I used to work with a man who lived next door to Ray Lowry in Waterfoot, Lancashire. Ray was the cartoonist and illustrator who designed the album's famous cover and then accompanied The Clash, at Strummer's insistence, as their official war artist, sending hand drawn and written accounts to the NME as they toured the USA. My ex- colleague said Ray was a lovely bloke, a genuine character with tales to spare. Sadly Ray died in 2008 but there was an excellent exhibition of his work at Salford Art Gallery in 2009/2010 which I went to. There's lots of his work here.
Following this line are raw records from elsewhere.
use super::varint::decode_varint;
use crate::errors::*;
use std::convert::TryFrom;
use tracing::trace;

/// A cursor over a borrowed input buffer.
///
/// Every read either returns a sub-slice of the original buffer and advances past it,
/// or fails with [`CodecError::Truncated`] and leaves the cursor where it was.
#[derive(Debug, Clone, Copy)]
pub struct Reader<'a> {
    bytes: &'a [u8],
}

impl<'a> Reader<'a> {
    /// Creates a reader positioned at the start of `bytes`.
    pub fn new(bytes: &'a [u8]) -> Self { Reader { bytes } }

    /// Bytes not yet consumed.
    #[inline]
    pub fn remaining(&self) -> usize { self.bytes.len() }

    /// Has everything been consumed?
    #[inline]
    pub fn is_empty(&self) -> bool { self.bytes.is_empty() }

    /// Looks at the next byte without consuming it.
    #[inline]
    pub fn peek_byte(&self) -> CodecResult<u8> {
        self.bytes
            .first()
            .copied()
            .ok_or_else(|| CodecError::truncated(1, 0))
    }

    /// Consumes one byte.
    #[inline]
    pub fn take_byte(&mut self) -> CodecResult<u8> {
        let byte = self.peek_byte()?;
        self.bytes = &self.bytes[1..];
        Ok(byte)
    }

    /// Consumes exactly `len` bytes.
    #[inline]
    pub fn read_many(&mut self, len: usize) -> CodecResult<&'a [u8]> {
        if self.bytes.len() >= len {
            let (head, tail) = self.bytes.split_at(len);
            self.bytes = tail;
            Ok(head)
        } else {
            trace!(needed = len, available = self.bytes.len(), "short read");
            Err(CodecError::truncated(len, self.bytes.len()))
        }
    }

    /// Consumes a varint.
    #[inline]
    pub fn read_varint(&mut self) -> CodecResult<u64> {
        let (value, used) = decode_varint(self.bytes)?;
        self.bytes = &self.bytes[used..];
        Ok(value)
    }

    /// Consumes a varint length and then that many bytes.
    #[inline]
    pub fn read_prefixed(&mut self) -> CodecResult<&'a [u8]> {
        let start = *self;
        let len = self.read_varint()?;
        let len = match usize::try_from(len) {
            Ok(len) => len,
            Err(_) => {
                *self = start;
                return Err(CodecError::truncated(usize::MAX, start.remaining()));
            }
        };
        match self.read_many(len) {
            Ok(bs) => Ok(bs),
            Err(e) => {
                *self = start;
                Err(e)
            }
        }
    }

    /// Consumes whatever is left.
    #[inline]
    pub fn read_rest(&mut self) -> &'a [u8] {
        let rest = self.bytes;
        self.bytes = &[];
        rest
    }

    /// Succeeds only if the input has been fully consumed.
    #[inline]
    pub fn finish(self) -> CodecResult<()> {
        if self.bytes.is_empty() {
            Ok(())
        } else {
            Err(CodecError::TrailingBytes(self.bytes.len()))
        }
    }
}
//! Fixed-width integers as carried by [`Value::Int`](crate::Value::Int).

use crate::{from_fn, try_from_variant};
use std::fmt;

/// An integer together with its wire width and signedness.
///
/// Integer codecs only accept the variant matching their width, so a
/// [`U16`](crate::codec::U16) codec rejects an `Int::I32` even if the number would fit.
#[derive(Eq, PartialEq, Ord, PartialOrd, Clone, Copy, Hash, Debug)]
pub enum Int {
    I8(i8),
    I16(i16),
    I32(i32),
    I64(i64),
    U8(u8),
    U16(u16),
    U32(u32),
    U64(u64),
}

use Int::*;

from_fn!(Int, i8, I8);
from_fn!(Int, i16, I16);
from_fn!(Int, i32, I32);
from_fn!(Int, i64, I64);
from_fn!(Int, u8, U8);
from_fn!(Int, u16, U16);
from_fn!(Int, u32, U32);
from_fn!(Int, u64, U64);

try_from_variant!(i8, Int::I8);
try_from_variant!(i16, Int::I16);
try_from_variant!(i32, Int::I32);
try_from_variant!(i64, Int::I64);
try_from_variant!(u8, Int::U8);
try_from_variant!(u16, Int::U16);
try_from_variant!(u32, Int::U32);
try_from_variant!(u64, Int::U64);

impl Int {
    /// The Rust name of the width, e.g. `"u16"`.
    pub fn type_name(&self) -> &'static str {
        match self {
            I8(_) => "i8",
            I16(_) => "i16",
            I32(_) => "i32",
            I64(_) => "i64",
            U8(_) => "u8",
            U16(_) => "u16",
            U32(_) => "u32",
            U64(_) => "u64",
        }
    }

    /// Widens to an `i128`, which holds every variant exactly.
    pub fn to_i128(self) -> i128 {
        match self {
            I8(i) => i as i128,
            I16(i) => i as i128,
            I32(i) => i as i128,
            I64(i) => i as i128,
            U8(u) => u as i128,
            U16(u) => u as i128,
            U32(u) => u as i128,
            U64(u) => u as i128,
        }
    }
}

impl fmt::Display for Int {
    fn fmt(&self, f: &mut fmt::Formatter) -> fmt::Result {
        write!(f, "{}{}", self.to_i128(), self.type_name())
    }
}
The sleeve obviously is legendary mainly due to Pennie Smith's shot of Paul as he brings his bass guitar down on the stage at the New York Palladium, taking out his frustrations at the seated venue and the gig, his skinny, splayed legs instantly part of popular culture. Pennie famously had to step back quickly to take the picture and has always said it's slightly out of focus- Joe always insisted it was the album cover from the moment he saw it. I've always loved the shot of Mick on the back cover too, skipping out of the spotlight onstage in Atlanta, Georgia with the crowd right up against the lip of the stage, no crush barriers or photographer's pit, no distance at all between band and audience.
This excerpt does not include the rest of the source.